Evolutionary struggles between NK cells and viruses

Abstract

Natural killer (NK) cells can participate in immune responses either directly or indirectly. In the absence of cognate recognition of virus-infected cells, bystander NK cells can respond to interferons and cytokines, such as interleukin-12 (IL-12) and IL-18, induced during viral infections, and respond by secreting interferon-γ, as well as other cytokines and chemokines. Alternatively, NK cells can directly interact with and kill virus-infected cells by the release of perforin and granzymes. NK-cell-mediated resistance to mouse cytomegalovirus (MCMV) is conferred by the activating, DAP12-associated Ly49H receptor in C57BL/6 mice, which binds the MCMV-encoded m157 glycoprotein on the surface of virus-infected cells. In certain other mouse strains, m157 binds to the inhibitory Ly49I receptor, thereby providing potential protection of the virus-infected cells from NK-cell attack. Recently, another activating NK-cell receptor, Ly49P, in the Ma/My mouse strain has been shown to recognize MCMV-infected cells that express H2-D^k. NK cells also provide resistance against mousepox virus in certain mouse strains, such as C57BL/6, and mousepox resistance has been mapped to the NK-cell complex (NKC) on mouse chromosome 6, which contains the Ly49 genes and other genes preferentially expressed by NK cells, including NKR-P1, CD94 and the NKG2 genes.

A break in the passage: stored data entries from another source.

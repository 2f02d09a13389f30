//! The shard consensus daemon.
//!
//! Starts a single cluster member from a YAML configuration file and runs it
//! until interrupted, logging committed operations and periodic status. The
//! simulation host embeds [`shard_consensus::consensus::Node`] directly; this
//! binary exists to run and observe a cluster standalone.

#![warn(clippy::all)]

use shard_consensus::consensus::{Address, Configuration, Index, Node, StateMachine};
use shard_consensus::Result;

use log::info;
use serde::Deserialize;
use std::time::Duration;

fn main() -> Result<()> {
    let args = clap::command!()
        .about("Starts a shard consensus cluster member.")
        .arg(
            clap::Arg::new("config")
                .short('c')
                .long("config")
                .help("Configuration file path")
                .default_value("shardd.yaml"),
        )
        .get_matches();
    let config = Config::load(args.get_one::<String>("config").unwrap())?;

    let log_level = config.log_level.parse::<simplelog::LevelFilter>().unwrap_or_else(|_| {
        eprintln!("invalid log level {}, using info", config.log_level);
        simplelog::LevelFilter::Info
    });
    let mut log_config = simplelog::ConfigBuilder::new();
    if log_level != simplelog::LevelFilter::Debug {
        log_config.add_filter_allow_str("shard_consensus");
        log_config.add_filter_allow_str("shardd");
    }
    simplelog::SimpleLogger::init(log_level, log_config.build())?;

    let members = config
        .members
        .iter()
        .map(|member| member.parse::<Address>())
        .collect::<Result<Vec<_>>>()?;
    let id = config.id;
    info!("member {id} of {:?}", members);

    let node = Node::new(
        Configuration::from_addresses(members),
        id,
        Box::new(OperationLogger),
    )?;

    loop {
        std::thread::sleep(Duration::from_secs(1));
        let status = node.status();
        info!(
            "term={} leader={:?} commit={} log={} connections={}{}",
            status.term,
            status.leader,
            status.commit_index,
            status.log_size,
            status.active_connections,
            if status.is_fully_connected { " (full)" } else { "" },
        );
    }
}

/// Logs every committed operation. A real host supplies its own state
/// machine; the daemon just makes the commits visible.
struct OperationLogger;

impl StateMachine for OperationLogger {
    fn apply(&mut self, index: Index, operation: &[u8]) {
        info!("applied {index}: {}", String::from_utf8_lossy(operation));
    }
}

/// The daemon configuration, from a YAML file with SHARD_* environment
/// overrides.
#[derive(Debug, Deserialize)]
struct Config {
    /// This member's index in the members list.
    id: u32,
    /// The log level filter.
    log_level: String,
    /// The ordered member addresses, as host:port.
    members: Vec<String>,
}

impl Config {
    fn load(file: &str) -> Result<Self> {
        Ok(config::Config::builder()
            .set_default("id", 0)?
            .set_default("log_level", "info")?
            .add_source(config::File::with_name(file))
            .add_source(config::Environment::with_prefix("SHARD"))
            .build()?
            .try_deserialize()?)
    }
}
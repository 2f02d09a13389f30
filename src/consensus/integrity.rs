//! Cross-node integrity checks.
//!
//! Test support: verifies that committed log positions never disagree across
//! the nodes of a cluster. A disagreement means the protocol implementation
//! itself is broken -- by the log matching property, two logs that commit
//! different terms at the same index have diverged irrecoverably.

use super::log::Index;
use super::node::{Node, Term};
use crate::error::{Error, Result};

/// Checks that the given per-node committed `(index, term)` sequences agree:
/// for every pair of nodes, the common committed prefix must be identical.
/// Nodes may lag (shorter sequences are fine); they may never conflict.
pub fn check_commit_agreement(committed: &[Vec<(Index, Term)>]) -> Result<()> {
    for (a, first) in committed.iter().enumerate() {
        for (b, second) in committed.iter().enumerate().skip(a + 1) {
            for position in 0..first.len().min(second.len()) {
                if first[position] != second[position] {
                    let ((ia, ta), (ib, tb)) = (first[position], second[position]);
                    return Err(Error::Internal(format!(
                        "commit disagreement between nodes {a} and {b}: \
                         {ia}@{ta} vs {ib}@{tb}"
                    )));
                }
            }
        }
    }
    Ok(())
}

/// Checks commit agreement across live nodes.
pub fn check_nodes(nodes: &[&Node]) -> Result<()> {
    let committed: Vec<_> = nodes.iter().map(|node| node.committed_entries()).collect();
    check_commit_agreement(&committed)
}

#[cfg(test)]
mod tests {
    use super::*;

    #[test]
    fn agreement_allows_lagging_prefixes() {
        let committed = vec![
            vec![(1, 1), (2, 1), (3, 2)],
            vec![(1, 1), (2, 1)],
            vec![],
        ];
        check_commit_agreement(&committed).unwrap();
    }

    #[test]
    fn conflicting_terms_are_detected() {
        let committed = vec![vec![(1, 1), (2, 1)], vec![(1, 1), (2, 2)]];
        let err = check_commit_agreement(&committed).unwrap_err();
        assert!(matches!(err, Error::Internal(_)), "unexpected error {err:?}");
    }
}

Population-based studies in humans have implicated genes in the KIR family and MHC class I in resistance to progression to AIDS in HIV-infected individuals and in the resolution of hepatitis C virus infections. Further studies are needed to establish the molecular basis for these correlations. Viruses have evolved sophisticated mechanisms to evade recognition by NK cells. Both human and mouse cytomegalovirus have evolved several genes encoding proteins that interact with and degrade the protein ligands of the activating NKG2D receptors expressed by NK cells and T cells. Similarly, certain monkeypox and cowpox viruses have also evolved genes that encode soluble, secreted NKG2D antagonists, presumably to avoid detection by this receptor. Viral mimics of MHC class I molecules expressed by the cytomegaloviruses can function as agonists for the inhibitory receptors on NK cells. These observations indicate an evolutionary struggle between NK cells and viruses to allow preservation of both the host and the pathogen.